Ethernet is below IP in the OSI model. But how is an IP address actually assigned to an Ethernet port?

I know, that Ethernet has nothing to do with IP, but under Windows I can assign an IP address to an Ethernet Adapter...

When my card has two ports, what does it mean in terms of IP adresses assigned to them? Do they share the same and I have consider the two ports like a simple hub providing two physical connectors to the same logical thing?

2 Answers 2


I think you need to understand a little more about the network layers and how a device implements a network stack. This question is almost off-topic as it is really particular to the OS running on the device, but I will try to give you a general idea.

In a device, you will have a physical interface at layer-1, and your ethernet card with two interfaces has two separate physical interfaces. The card will have a driver that installs in the OS, and the driver will have the layer-2 (ethernet) software for each interface as separate interfaces.

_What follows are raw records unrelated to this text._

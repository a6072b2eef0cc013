//! SchemaDrift Core
//!
//! Core domain model with stable, versioned types.
//! The canonical identifier encoding and the report schema are part of the
//! public output format - change them only with a new report version.

pub mod host;
pub mod identifier;
pub mod report;
pub mod config;

pub use host::{HostId, MetadataRow};
pub use identifier::{CanonicalIdentifier, Granularity};
pub use report::{OBJECT_NAME_FIELD, InventoryReport, InventorySummary, PresenceMatrix, ReportRow, ReportVersion, UnavailableHost};
pub use config::{ConfigError, HostConfig, HostsFile};
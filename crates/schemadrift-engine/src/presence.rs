//! Presence matrix computation
//!
//! Compares every identifier observed on any host against every host. The
//! universe is the union of all inventories, not just the baseline's, so an
//! object that exists only on a secondary host still shows up as a row with
//! the baseline column set to `false`.

use indexmap::IndexMap;
use schemadrift_core::{CanonicalIdentifier, HostId, PresenceMatrix, ReportRow, OBJECT_NAME_FIELD};
use std::collections::BTreeSet;

use crate::inventory::HostInventory;

/// Inventories keyed by host, in configured host order
pub type HostSets = IndexMap<HostId, HostInventory>;

/// Errors from [`compute_diff`]
///
/// All are configuration problems. Data content (empty inventories, no
/// overlap at all) is never an error.
#[derive(Debug, Clone, PartialEq, Eq, thiserror::Error)]
pub enum DiffError {
    #[error("no host inventories to compare")]
    NoHosts,

    #[error("baseline host '{0}' has no inventory")]
    UnknownBaseline(HostId),

    #[error("host '{0}' would shadow the object_name field of every row")]
    ReservedHostName(HostId),
}

/// Build the presence matrix for `host_sets` relative to `baseline`
///
/// Columns are the baseline followed by the remaining hosts in map order.
/// Rows are sorted ascending by canonical identifier.
pub fn compute_diff(host_sets: &HostSets, baseline: &HostId) -> Result<PresenceMatrix, DiffError> {
    if host_sets.is_empty() {
        return Err(DiffError::NoHosts);
    }

    if !host_sets.contains_key(baseline) {
        return Err(DiffError::UnknownBaseline(baseline.clone()));
    }

    if let Some(host) = host_sets.keys().find(|host| host.as_str() == OBJECT_NAME_FIELD) {
        return Err(DiffError::ReservedHostName(host.clone()));
    }

    let hosts: Vec<HostId> = std::iter::once(baseline.clone())
        .chain(host_sets.keys().filter(|host| *host != baseline).cloned())
        .collect();

    let universe: BTreeSet<&CanonicalIdentifier> = host_sets.values().flatten().collect();

    let rows = universe
        .into_iter()
        .map(|id| {
            let presence = hosts
                .iter()
                .map(|host| (host.clone(), host_sets[host].contains(id)))
                .collect();

            ReportRow {
                object_name: id.clone(),
                presence,
            }
        })
        .collect();

    Ok(PresenceMatrix {
        baseline: baseline.clone(),
        hosts,
        rows,
    })
}
//! Test fixtures for metadata source integration tests
//!
//! Column inventories for a small application database as it might look on
//! a primary, a lagging replica, and a staging copy with extra work-in-progress
//! objects.

use schemadrift_core::{HostConfig, MetadataRow};

fn rows(columns: &[(&str, &str, &str)]) -> Vec<MetadataRow> {
    columns
        .iter()
        .map(|(schema, table, column)| MetadataRow::new(*schema, *table, *column))
        .collect()
}

/// Host descriptor labelled `name`
pub fn host(name: &str) -> HostConfig {
    HostConfig::new(format!("{}.internal", name), "auditor", "app").with_name(name)
}

/// Full schema on the primary
pub fn primary_rows() -> Vec<MetadataRow> {
    rows(&[
        ("public", "users", "id"),
        ("public", "users", "email"),
        ("public", "users", "created_at"),
        ("public", "orders", "id"),
        ("public", "orders", "user_id"),
        ("public", "orders", "total_amount"),
        ("billing", "invoices", "id"),
        ("billing", "invoices", "order_id"),
        ("information_schema", "tables", "table_name"),
    ])
}

/// Replica missing the latest migration (`orders.total_amount`) and the
/// whole `billing` schema
pub fn replica_rows() -> Vec<MetadataRow> {
    rows(&[
        ("public", "users", "id"),
        ("public", "users", "email"),
        ("public", "users", "created_at"),
        ("public", "orders", "id"),
        ("public", "orders", "user_id"),
        ("information_schema", "tables", "table_name"),
    ])
}

/// Staging with an extra table that exists nowhere else, returned with
/// duplicate rows the way a join-based catalog query can
pub fn staging_rows() -> Vec<MetadataRow> {
    let mut staging = primary_rows();
    staging.extend(rows(&[
        ("public", "feature_flags", "id"),
        ("public", "feature_flags", "name"),
        ("public", "feature_flags", "name"),
    ]));
    staging
}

The OS usually implements the layer-3 (IPv4, IPX, IPv6, AppleTalk, etc.) and layer-4 (TCP, UDP, etc.) software. The layer-3 software registers with the layer-2 software so that the layer-2 software knows where to send traffic up to layer-3. An ethernet frame header has an EtherType field that tells the layer-2 to which registered layer-3 module the frame payload should be sent, e.g. 0x800 is for IPv4, and 0x86DD is for IPv6. IANA maintains the IEEE 802 Numbers for the various EtherTypes.

The layer-3 module registered with the layer-2 module for an interface will be assigned the layer-3 address for that interface.

The same type of thing happens for layer-3 and layer-4. For example, IPv4 has the Protocol field in the IPv4 header (IPv6 has a Next Header field that is the same thing). Again, IANA maintains a list, Protocol Numbers, that tells IP to which registered layer-4 module it should send the packet payload.

  • Good answer. When you say "Interface" on layer-1, does it correspond to a particular RJ45 connector? So each of the two RJ45 connectors can be registered to a particular IP address of layer 3 ?
    – MichaelW
    Jun 27, 2017 at 16:00
  • I would refrain from using the term "port". In this case it is somewhat obvious, but in networking, a port usually refers to a TCP or UDP address. The term "interface" in networking means the physical interface or port, although in software development, interface has a different meaning. It is really the context in which you are using the terms to which you should pay attention.
    – Ron Maupin
    Jun 27, 2017 at 16:03
  • @michael, conceptually, although the actual implementation varies by OS, each physical interface will have its own layer-2 module, even if the interfaces are on the same physical card, and each layer-2 module will have separate, registered, layer-3 modules, which each have separate, registered, layer-4 modules. In practice (this depends on the OS and you may not know much about programming, so it may be confusing, in which case, just ignore it), there is probably only one module for each layer, but there are separate instantiations for each interface.
    – Ron Maupin
    Jun 27, 2017 at 16:13

Each interface on your NIC should be assigned a different IP address or there will be an addressing conflict. You can either receive an IP address via DHCP or set one manually as you see through your GUI.

Each interface also has its own MAC address for layer 2 communication.